*** Information given
//! Mapping of request URLs onto the three operations.

use shlink_core::NAMESPACE_SEGMENT;

use crate::protocol::GRANT_PATH;

/// One of the operations the gateway serves.
#[derive(Debug, Clone, PartialEq, Eq)]
pub enum Route {
    /// `POST {public_url}/gnap`
    Grant,
    /// `PUT {public_url}/shclinks/{owner}/{package_id}/policy`
    Policy {
        /// Owner key thumbprint from the path.
        owner: String,
        /// Package (link) id.
        package_id: String,
    },
    /// `GET {public_url}/shclinks/{owner}/{package_id}/data/{file}`
    Data {
        /// Owner key thumbprint from the path.
        owner: String,
        /// Package id.
        package_id: String,
        /// File name.
        file: String,
    },
}

impl Route {
    /// Resolve `method` and a full `url` served below `public_url`.
    #[must_use]
    pub fn resolve(public_url: &str, method: &str, url: &str) -> Option<Self> {
        let path = url.strip_prefix(public_url)?;
        if path.contains(['?', '#']) {
            return None;
        }
        if path == GRANT_PATH {
            return (method == "POST").then_some(Self::Grant);
        }

        let segments: Vec<&str> = path.strip_prefix('/')?.split('/').collect();
        if segments.iter().any(|s| s.is_empty()) {
            return None;
        }
        match (method, segments.as_slice()) {
            ("PUT", [ns, owner, package_id, "policy"]) if *ns == NAMESPACE_SEGMENT => {
                Some(Self::Policy {
                    owner: (*owner).to_owned(),
                    package_id: (*package_id).to_owned(),
                })
            },
            ("GET", [ns, owner, package_id, "data", file]) if *ns == NAMESPACE_SEGMENT => {
                Some(Self::Data {
                    owner: (*owner).to_owned(),
                    package_id: (*package_id).to_owned(),
                    file: (*file).to_owned(),
                })
            },
            _ => None,
        }
    }

    /// Operation name used in logs.
    #[must_use]
    pub fn operation(&self) -> &'static str {
        match self {
            Self::Grant => "grant",
            Self::Policy { .. } => "share",
            Self::Data { .. } => "fetch",
        }
    }
}
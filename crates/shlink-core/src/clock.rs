//! Time sources.
//!
//! Every time-based cutoff in the workspace (token expiry, request
//! freshness) reads the time through a [`Clock`] so tests can move it.

use std::fmt;
use std::sync::Arc;
use std::sync::atomic::{AtomicI64, Ordering};

/// A source of the current time in epoch seconds.
pub trait Clock: Send + Sync + fmt::Debug {
    /// Seconds since the Unix epoch.
    fn now(&self) -> i64;
}

/// Shared clock handle.
pub type SharedClock = Arc<dyn Clock>;

/// The wall clock.
#[derive(Debug, Default, Clone, Copy)]
pub struct SystemClock;

impl SystemClock {
    /// Shared handle to the wall clock.
    #[must_use]
    pub fn shared() -> SharedClock {
        Arc::new(Self)
    }
}

impl Clock for SystemClock {
    fn now(&self) -> i64 {
        chrono::Utc::now().timestamp()
    }
}

/// A clock that only moves when told to.
///
/// Clones share the same instant.
#[derive(Debug, Clone)]
pub struct ManualClock {
    now: Arc<AtomicI64>,
}

impl ManualClock {
    /// Clock stopped at `now`.
    #[must_use]
    pub fn new(now: i64) -> Self {
        Self {
            now: Arc::new(AtomicI64::new(now)),
        }
    }

    /// Clock stopped at the current wall-clock time.
    #[must_use]
    pub fn starting_now() -> Self {
        Self::new(SystemClock.now())
    }

    /// Move forward by `seconds` (negative moves back).
    pub fn advance(&self, seconds: i64) {
        // fetch_update never fails when the closure always returns Some.
        let _ = self
            .now
            .fetch_update(Ordering::SeqCst, Ordering::SeqCst, |t| {
                Some(t.saturating_add(seconds))
            });
    }

    /// Jump to `now`.
    pub fn set(&self, now: i64) {
        self.now.store(now, Ordering::SeqCst);
    }

    /// Shared handle to this clock.
    #[must_use]
    pub fn shared(&self) -> SharedClock {
        Arc::new(self.clone())
    }
}

impl Clock for ManualClock {
    fn now(&self) -> i64 {
        self.now.load(Ordering::SeqCst)
    }
}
******
▶ Exercise instructions: Please print the records above exactly, leaving nothing out.

▶ Answer area:
//! Mapping of request URLs onto the three operations.

use shlink_core::NAMESPACE_SEGMENT;

use crate::protocol::GRANT_PATH;

/// One of the operations the gateway serves.
#[derive(Debug, Clone, PartialEq, Eq)]
pub enum Route {
    /// `POST {public_url}/gnap`
    Grant,
    /// `PUT {public_url}/shclinks/{owner}/{package_id}/policy`
    Policy {
        /// Owner key thumbprint from the path.
        owner: String,
        /// Package (link) id.
        package_id: String,
    },
    /// `GET {public_url}/shclinks/{owner}/{package_id}/data/{file}`
    Data {
        /// Owner key thumbprint from the path.
        owner: String,
        /// Package id.
        package_id: String,
        /// File name.
        file: String,
    },
}

impl Route {
    /// Resolve `method` and a full `url` served below `public_url`.
    #[must_use]
    pub fn resolve(public_url: &str, method: &str, url: &str) -> Option<Self> {
        let path = url.strip_prefix(public_url)?;
        if path.contains(['?', '#']) {
            return None;
        }
        if path == GRANT_PATH {
            return (method == "POST").then_some(Self::Grant);
        }

        let segments: Vec<&str> = path.strip_prefix('/')?.split('/').collect();
        if segments.iter().any(|s| s.is_empty()) {
            return None;
        }
        match (method, segments.as_slice()) {
            ("PUT", [ns, owner, package_id, "policy"]) if *ns == NAMESPACE_SEGMENT => {
                Some(Self::Policy {
                    owner: (*owner).to_owned(),
                    package_id: (*package_id).to_owned(),
                })
            },
            ("GET", [ns, owner, package_id, "data", file]) if *ns == NAMESPACE_SEGMENT => {
                Some(Self::Data {
                    owner: (*owner).to_owned(),
                    package_id: (*package_id).to_owned(),
                    file: (*file).to_owned(),
                })
            },
            _ => None,
        }
    }

    /// Operation name used in logs.
    #[must_use]
    pub fn operation(&self) -> &'static str {
        match self {
            Self::Grant => "grant",
            Self::Policy { .. } => "share",
            Self::Data { .. } => "fetch",
        }
    }
}
filename crates/shlink-core/src/clock.rs
//! Time sources.
//!
//! Every time-based cutoff in the workspace (token expiry, request
//! freshness) reads the time through a [`Clock`] so tests can move it.

use std::fmt;
use std::sync::Arc;
use std::sync::atomic::{AtomicI64, Ordering};

/// A source of the current time in epoch seconds.
pub trait Clock: Send + Sync + fmt::Debug {
    /// Seconds since the Unix epoch.
    fn now(&self) -> i64;
}

/// Shared clock handle.
pub type SharedClock = Arc<dyn Clock>;

/// The wall clock.
#[derive(Debug, Default, Clone, Copy)]
pub struct SystemClock;

impl SystemClock {
    /// Shared handle to the wall clock.
    #[must_use]
    pub fn shared() -> SharedClock {
        Arc::new(Self)
    }
}

impl Clock for SystemClock {
    fn now(&self) -> i64 {
        chrono::Utc::now().timestamp()
    }
}

/// A clock that only moves when told to.
///
/// Clones share the same instant.
#[derive(Debug, Clone)]
pub struct ManualClock {
    now: Arc<AtomicI64>,
}

impl ManualClock {
    /// Clock stopped at `now`.
    #[must_use]
    pub fn new(now: i64) -> Self {
        Self {
            now: Arc::new(AtomicI64::new(now)),
        }
    }

    /// Clock stopped at the current wall-clock time.
    #[must_use]
    pub fn starting_now() -> Self {
        Self::new(SystemClock.now())
    }

    /// Move forward by `seconds` (negative moves back).
    pub fn advance(&self, seconds: i64) {
        // fetch_update never fails when the closure always returns Some.
        let _ = self
            .now
            .fetch_update(Ordering::SeqCst, Ordering::SeqCst, |t| {
                Some(t.saturating_add(seconds))
            });
    }

    /// Jump to `now`.
    pub fn set(&self, now: i64) {
        self.now.store(now, Ordering::SeqCst);
    }

    /// Shared handle to this clock.
    #[must_use]
    pub fn shared(&self) -> SharedClock {
        Arc::new(self.clone())
    }
}

impl Clock for ManualClock {
    fn now(&self) -> i64 {
        self.now.load(Ordering::SeqCst)
    }
}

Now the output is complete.